Gum disease doesn’t just occur in adults. Teens and younger kids are also susceptible to it, so they also need preventative care. Studies indicate that as many as fifty percents of adults have some form of gum disease. If children neglect their teeth when they’re young, they might very well end up joining that percentile. Here’s what you can do to prevent that.
How do Children develop Gum Disease?
Bacteria and food residue attach to your teeth and form a sticky film known as plaque. When plaque hardens, it becomes tartar, and the plaque continues to build. Eventually, the gums get red and swollen. In more severe stages, teeth can loosen due to the damage inflicted on the bone and soft tissue beneath the teeth. For a child to have an advanced stage of gum disease such as that is rare, but they more commonly get a milder form known as gingivitis.
Symptoms of Gum Disease in Children
Red, puffy, swollen gums are the symptoms of gum disease that show up first. Gums will easily bleed when brushing and flossing. Also, watch out for bad breath that persists even after brushing and flossing. In later stages, the disease can cause loose teeth and pockets in the gums surrounding the teeth where plaque will keep accumulating.
Causes of Gum Disease in Children
Poor dental hygiene is usually what causes gum disease in children, but various diseases and disorders can increase a child’s risk of developing it. Examples include type 1 diabetes, Kindler syndrome, Down syndrome, and Papillon–Lefèvre syndrome, among others. Genetics are also a factor that can increase your child’s risk of gum disease, so make sure to let us know if the disease runs in the family.
Teens often start experiencing problems in their gums after they hit puberty. Increases in progesterone and likely estrogen raise the blood flow to the gums, which in turn increase their sensitivity.
Preventing and Treating Gum Disease in Children
Gum disease will cause considerable problems for your child, so both you and your child must act proactively in prevention. First and foremost, you must teach your child good oral hygiene. Your kid should brush his teeth twice a day. Teach him how to floss and make sure he does so once per day.

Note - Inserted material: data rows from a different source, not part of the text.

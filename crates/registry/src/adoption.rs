//! Pet adoption registry.
//!
//! Donors mint pet tokens, adopters request them, and the current owner
//! approves (ownership moves to the requester) or rejects the request.

use crate::confirmation::{confirm, Confirmation};
use crate::errors::*;
use cvault_storage::{MemberRole, PetToken, Storage};
use cvault_types::{Clock, OwnerId, SystemClock};
use std::sync::Arc;
use tracing::{debug, info, warn};

pub struct AdoptionRegistry<S: ?Sized = dyn Storage> {
    storage: Arc<S>,
    clock: Arc<dyn Clock>,
}

impl<S: Storage + ?Sized> AdoptionRegistry<S> {
    pub fn new(storage: Arc<S>) -> Self {
        Self::with_clock(storage, Arc::new(SystemClock))
    }

    pub fn with_clock(storage: Arc<S>, clock: Arc<dyn Clock>) -> Self {
        Self { storage, clock }
    }

    /// Register or re-register a participant; the latest role wins.
    pub fn register_member(&self, member: &OwnerId, role: MemberRole) -> Result<Confirmation> {
        self.storage.put_member(member, role)?;
        let member_text = member.to_string();
        let confirmation = confirm(
            self.storage.as_ref(),
            self.clock.now_secs(),
            "register_member",
            &[member_text.as_bytes(), &[role.code()]],
        )?;
        info!(member = %member, ?role, "member registered");
        Ok(confirmation)
    }

    pub fn member_role(&self, member: &OwnerId) -> Result<Option<MemberRole>> {
        Ok(self.storage.get_member(member)?)
    }

    fn require_role(&self, caller: &OwnerId, required: MemberRole) -> Result<()> {
        match self.storage.get_member(caller)? {
            Some(role) if role == required => Ok(()),
            _ => Err(RegistryError::RoleRequired {
                caller: caller.clone(),
                required,
            }),
        }
    }

    pub fn pet(&self, token_id: u64) -> Result<PetToken> {
        self.storage
            .get_pet(token_id)?
            .ok_or(RegistryError::TokenNotFound { token_id })
    }

    /// Mint a token for `to`. Only registered donors may mint.
    pub fn mint_pet(
        &self,
        caller: &OwnerId,
        to: &OwnerId,
        token_uri: &str,
    ) -> Result<(u64, Confirmation)> {
        self.require_role(caller, MemberRole::Donor)?;
        let token_uri = token_uri.trim();
        if token_uri.is_empty() {
            return Err(RegistryError::InvalidInput("token URI cannot be empty".into()));
        }

        let now = self.clock.now_secs();
        let pet = self.storage.mint_pet(to, token_uri, now)?;
        let to_text = to.to_string();
        let confirmation = confirm(
            self.storage.as_ref(),
            now,
            "mint_pet",
            &[
                &pet.token_id.to_be_bytes(),
                to_text.as_bytes(),
                token_uri.as_bytes(),
            ],
        )?;
        info!(token_id = pet.token_id, owner = %to, "pet minted");
        Ok((pet.token_id, confirmation))
    }

    /// Apply `change` to a token atomically. `change` sees the stored token
    /// and returns the replacement or a rule error; it is rerun when another
    /// writer got there first.
    fn update_pet<F>(&self, token_id: u64, change: F) -> Result<(PetToken, PetToken)>
    where
        F: Fn(&PetToken) -> Result<PetToken>,
    {
        loop {
            let current = self.pet(token_id)?;
            let updated = change(&current)?;
            if self.storage.replace_pet(&current, &updated)? {
                return Ok((current, updated));
            }
            debug!(token_id, "token changed concurrently, reloading");
        }
    }

    pub fn request_adoption(&self, caller: &OwnerId, token_id: u64) -> Result<Confirmation> {
        self.require_role(caller, MemberRole::Adopter)?;
        self.update_pet(token_id, |pet| {
            if &pet.owner == caller {
                return Err(RegistryError::OwnerCannotAdopt);
            }
            if pet.requester.is_some() {
                return Err(RegistryError::RequestPending { token_id });
            }
            Ok(PetToken {
                requester: Some(caller.clone()),
                ..pet.clone()
            })
        })?;

        let caller_text = caller.to_string();
        let confirmation = confirm(
            self.storage.as_ref(),
            self.clock.now_secs(),
            "request_adoption",
            &[&token_id.to_be_bytes(), caller_text.as_bytes()],
        )?;
        info!(token_id, requester = %caller, "adoption requested");
        Ok(confirmation)
    }

    /// Move the token to the pending requester.
    pub fn approve_adoption(&self, caller: &OwnerId, token_id: u64) -> Result<Confirmation> {
        let (_, approved) = self.update_pet(token_id, |pet| {
            check_owner(pet, caller)?;
            let requester = pet
                .requester
                .clone()
                .ok_or(RegistryError::NoPendingRequest { token_id })?;
            Ok(PetToken {
                owner: requester,
                requester: None,
                ..pet.clone()
            })
        })?;

        let requester_text = approved.owner.to_string();
        let confirmation = confirm(
            self.storage.as_ref(),
            self.clock.now_secs(),
            "approve_adoption",
            &[&token_id.to_be_bytes(), requester_text.as_bytes()],
        )?;
        info!(token_id, from = %caller, to = %approved.owner, "adoption approved");
        Ok(confirmation)
    }

    pub fn reject_adoption(&self, caller: &OwnerId, token_id: u64) -> Result<Confirmation> {
        self.update_pet(token_id, |pet| {
            check_owner(pet, caller)?;
            if pet.requester.is_none() {
                return Err(RegistryError::NoPendingRequest { token_id });
            }
            Ok(PetToken {
                requester: None,
                ..pet.clone()
            })
        })?;

        let confirmation = confirm(
            self.storage.as_ref(),
            self.clock.now_secs(),
            "reject_adoption",
            &[&token_id.to_be_bytes()],
        )?;
        info!(token_id, "adoption rejected");
        Ok(confirmation)
    }

    pub fn total_supply(&self) -> Result<u64> {
        Ok(self.storage.pet_supply()?)
    }

    pub fn owner_of(&self, token_id: u64) -> Result<OwnerId> {
        Ok(self.pet(token_id)?.owner)
    }

    pub fn token_uri(&self, token_id: u64) -> Result<String> {
        Ok(self.pet(token_id)?.token_uri)
    }

    pub fn adoption_requester(&self, token_id: u64) -> Result<Option<OwnerId>> {
        Ok(self.pet(token_id)?.requester)
    }

    /// Walk token ids `1..=total_supply`, one lookup each. Ids that fail to
    /// load are skipped.
    pub fn list_pets(&self) -> Result<Vec<PetToken>> {
        let supply = self.total_supply()?;
        let mut pets = Vec::with_capacity(supply as usize);
        for token_id in 1..=supply {
            match self.storage.get_pet(token_id) {
                Ok(Some(pet)) => pets.push(pet),
                Ok(None) => warn!(token_id, "token id within supply has no data"),
                Err(e) => warn!(token_id, error = %e, "skipping unreadable token"),
            }
        }
        Ok(pets)
    }
}

fn check_owner(pet: &PetToken, caller: &OwnerId) -> Result<()> {
    if &pet.owner != caller {
        return Err(RegistryError::NotOwner {
            caller: caller.clone(),
        });
    }
    Ok(())
}
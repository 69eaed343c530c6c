//! Grant expiry arithmetic.

use crate::errors::{RegistryError, Result};
use serde::{Deserialize, Serialize};

/// Extra seconds added to every expiry so a grant issued "for N hours" is
/// still in the future when it reaches the registry.
pub const DEFAULT_GRANT_MARGIN_SECS: u64 = 300;
pub const MIN_GRANT_HOURS: u64 = 1;
pub const MAX_GRANT_HOURS: u64 = 720;

#[derive(Debug, Clone, Copy, PartialEq, Eq, Serialize, Deserialize)]
pub struct GrantPolicy {
    pub margin_secs: u64,
}

impl Default for GrantPolicy {
    fn default() -> Self {
        Self {
            margin_secs: DEFAULT_GRANT_MARGIN_SECS,
        }
    }
}

impl GrantPolicy {
    pub fn new(margin_secs: u64) -> Self {
        Self { margin_secs }
    }

    /// Expiry for a grant of `hours` starting at `now`.
    pub fn expiration(&self, now: u64, hours: u64) -> Result<u64> {
        validate_hours(hours)?;
        Ok(expiration_from_now(now, hours, self.margin_secs))
    }
}

pub fn validate_hours(hours: u64) -> Result<()> {
    if !(MIN_GRANT_HOURS..=MAX_GRANT_HOURS).contains(&hours) {
        return Err(RegistryError::InvalidInput(format!(
            "duration must be between {MIN_GRANT_HOURS} and {MAX_GRANT_HOURS} hours, got {hours}"
        )));
    }
    Ok(())
}

/// `now + hours * 3600 + margin`, saturating.
pub fn expiration_from_now(now: u64, hours: u64, margin_secs: u64) -> u64 {
    now.saturating_add(hours.saturating_mul(3600))
        .saturating_add(margin_secs)
}
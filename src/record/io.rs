//! 输入文件句柄

use crate::error::{IngestError, Result};
use std::fs::File;
use std::io::BufReader;
use std::path::{Path, PathBuf};

/// 已打开的输入文件
///
/// 句柄只被一个解析操作使用，离开作用域即关闭文件。
#[derive(Debug)]
pub struct SourceHandle {
    path: PathBuf,
    reader: BufReader<File>,
}

impl SourceHandle {
    /// 打开输入文件
    ///
    /// # Errors
    /// 打开失败返回 [`IngestError::Open`]
    pub fn open<P: AsRef<Path>>(path: P) -> Result<Self> {
        let path = path.as_ref();
        let file = File::open(path).map_err(|e| IngestError::open(path, e))?;

        #[cfg(feature = "logging")]
        tracing::trace!("打开输入文件: {}", path.display());

        Ok(Self {
            path: path.to_path_buf(),
            reader: BufReader::new(file),
        })
    }

    pub fn path(&self) -> &Path {
        &self.path
    }

    /// 以读取器形式借用文件内容
    pub fn reader(&mut self) -> &mut BufReader<File> {
        &mut self.reader
    }
}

Your kid should start seeing the dentist after he turns one and should come in for a checkup and cleaning once every six months after that. Also, remember to act as a good role model by taking proper care of your teeth as well.
If a mild form of gingivitis develops in your child’s mouth, we can treat it by way of professional oral cleanings and by laying out a more effective dental hygiene plan. However, if his condition gets worse, we may need to employ a gum disease treatment for children. This could entail deep cleaning, an oral rinse or medications, and antibiotics. We may need to do surgery if the disease reaches an advanced phase.